▶ Task details
Each line from the start of the data below through the one containing "use crate::config::settings::AnalysisConfig;" must be reproduced exactly.

▶ Records for the exercise
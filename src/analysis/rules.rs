//! Rule-based requirements analyzer.
//!
//! Extracts signals from the joined conversation text with word-bounded regular
//! expressions, then maps the signals onto a fixed recommendation template
//! priced from the [`Catalog`].

use async_trait::async_trait;
use regex::Regex;
use serde_json::json;
use std::sync::Arc;
use tracing::debug;

use super::{AnalysisOutcome, RequirementsAnalyzer};
use crate::catalog::{Catalog, ResourceType, MIN_BLOCK_VOLUME_GB};
use crate::config::settings::AnalysisConfig;
use crate::models::{ConversationMessage, CostPreference, ResourceRecommendation, UserPreferences};
use crate::{CloudwrightError, CloudwrightResult};

pub const COMPUTE_NAME: &str = "WebServer";
pub const NETWORK_NAME: &str = "WebsiteVCN";
pub const LOAD_BALANCER_NAME: &str = "WebsiteLoadBalancer";
pub const DATABASE_NAME: &str = "WebsiteDB";
pub const STORAGE_NAME: &str = "WebsiteStorage";
pub const BUCKET_NAME: &str = "WebsiteBucket";

#[derive(Debug, Clone, Copy, PartialEq, Eq)]
pub enum WorkloadKind {
    Static,
    Dynamic,
    Ecommerce,
    Blog,
    Api,
    General,
}

#[derive(Debug, Clone, Copy, PartialEq, Eq)]
pub enum TrafficLevel {
    Low,
    Medium,
    High,
}

#[derive(Debug, Clone, Copy, PartialEq, Eq)]
pub enum DatabaseKind {
    Relational,
    NoSql,
    General,
}

/// Everything the rules extracted from one conversation
#[derive(Debug, Clone, Default, PartialEq)]
pub struct Signals {
    pub workload: Option<WorkloadKind>,
    pub traffic: Option<TrafficLevel>,
    pub database: Option<DatabaseKind>,
    pub storage_gb: Option<u64>,
    pub object_storage: bool,
    pub budget: Option<f64>,
    pub high_availability: bool,
    pub scaling: bool,
    pub region: Option<&'static str>,
}

impl Signals {
    pub fn is_empty(&self) -> bool {
        self.workload.is_none()
            && self.traffic.is_none()
            && self.database.is_none()
            && self.storage_gb.is_none()
            && !self.object_storage
    }
}

struct Patterns {
    workload: Vec<(Regex, WorkloadKind)>,
    traffic: Vec<(Regex, TrafficLevel)>,
    database: Regex,
    nosql: Regex,
    relational: Regex,
    storage: Regex,
    object_storage: Regex,
    budget: Regex,
    availability: Regex,
    scaling: Regex,
    region: Vec<(Regex, &'static str)>,
}

fn compile(pattern: &str) -> CloudwrightResult<Regex> {
    Regex::new(pattern)
        .map_err(|e| CloudwrightError::Internal(format!("invalid analyzer pattern: {}", e)))
}

impl Patterns {
    fn build() -> CloudwrightResult<Self> {
        Ok(Self {
            workload: vec![
                (
                    compile(r"(?i)\b(static|simple)\s+(website|site|web\s*pages?)\b")?,
                    WorkloadKind::Static,
                ),
                (
                    compile(r"(?i)\b(dynamic|interactive)\s+(website|site|web\s+app(lication)?)\b")?,
                    WorkloadKind::Dynamic,
                ),
                (
                    compile(r"(?i)\b(e-?commerce|online\s+store|shop)\b")?,
                    WorkloadKind::Ecommerce,
                ),
                (
                    compile(r"(?i)\b(blog|content\s+management|cms)\b")?,
                    WorkloadKind::Blog,
                ),
                (
                    compile(r"(?i)\b(api|backend|web\s+service|microservices?)\b")?,
                    WorkloadKind::Api,
                ),
                (
                    compile(r"(?i)\b(website|web\s*site|web\s+app(lication)?|web\s+server)\b")?,
                    WorkloadKind::General,
                ),
            ],
            traffic: vec![
                (
                    compile(r"(?i)\b(low|small|minimal)\s+(traffic|visitors|users)\b")?,
                    TrafficLevel::Low,
                ),
                (
                    compile(r"(?i)\b(medium|moderate)\s+(traffic|visitors|users)\b")?,
                    TrafficLevel::Medium,
                ),
                (
                    compile(r"(?i)\b(high|large|heavy|substantial)\s+(traffic|visitors|users)\b")?,
                    TrafficLevel::High,
                ),
            ],
            database: compile(
                r"(?i)\b(database|db|data\s+storage|sql|mysql|postgres(ql)?|mongodb|nosql)\b",
            )?,
            nosql: compile(r"(?i)\b(nosql|mongodb|document\s+store|key-value)\b")?,
            relational: compile(r"(?i)\b(sql|relational|mysql|postgres(ql)?)\b")?,
            storage: compile(r"(?i)\b(\d+)\s*(gb|tb|gigabytes?|terabytes?)\b")?,
            object_storage: compile(r"(?i)\b(object\s+storage|buckets?|static\s+assets)\b")?,
            budget: compile(r"(?i)\bbudget\s+(?:of\s+|is\s+)?\$?(\d+(?:\.\d+)?)")?,
            availability: compile(
                r"(?i)\b(high\s+availability|highly\s+available|always\s+available|99\.9+%?)",
            )?,
            scaling: compile(r"(?i)\b(scal(e|es|ing|able)|grow(th|ing)?|expand)\b")?,
            region: vec![
                (
                    compile(r"\b(US|USA)\b|(?i)\b(united\s+states|north\s+america|america)\b")?,
                    "us",
                ),
                (compile(r"\bEU\b|(?i)\b(europe|european)\b")?, "eu"),
                (compile(r"(?i)\b(asia|apac|asia\s+pacific|japan)\b")?, "asia"),
            ],
        })
    }
}

/// Map a region hint to a provider region name
pub fn region_for_hint(hint: &str) -> Option<&'static str> {
    match hint {
        "us" => Some("us-ashburn-1"),
        "eu" => Some("eu-frankfurt-1"),
        "asia" => Some("ap-tokyo-1"),
        _ => None,
    }
}

/// Default analyzer backed by keyword rules
pub struct RuleBasedAnalyzer {
    catalog: Arc<Catalog>,
    config: AnalysisConfig,
    patterns: Patterns,
}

▶ Response to the task
filename src/analysis/rules.rs
//! Rule-based requirements analyzer.
//!
//! Extracts signals from the joined conversation text with word-bounded regular
//! expressions, then maps the signals onto a fixed recommendation template
//! priced from the [`Catalog`].

use async_trait::async_trait;
use regex::Regex;
use serde_json::json;
use std::sync::Arc;
use tracing::debug;

use super::{AnalysisOutcome, RequirementsAnalyzer};
use crate::catalog::{Catalog, ResourceType, MIN_BLOCK_VOLUME_GB};
use crate::config::settings::AnalysisConfig;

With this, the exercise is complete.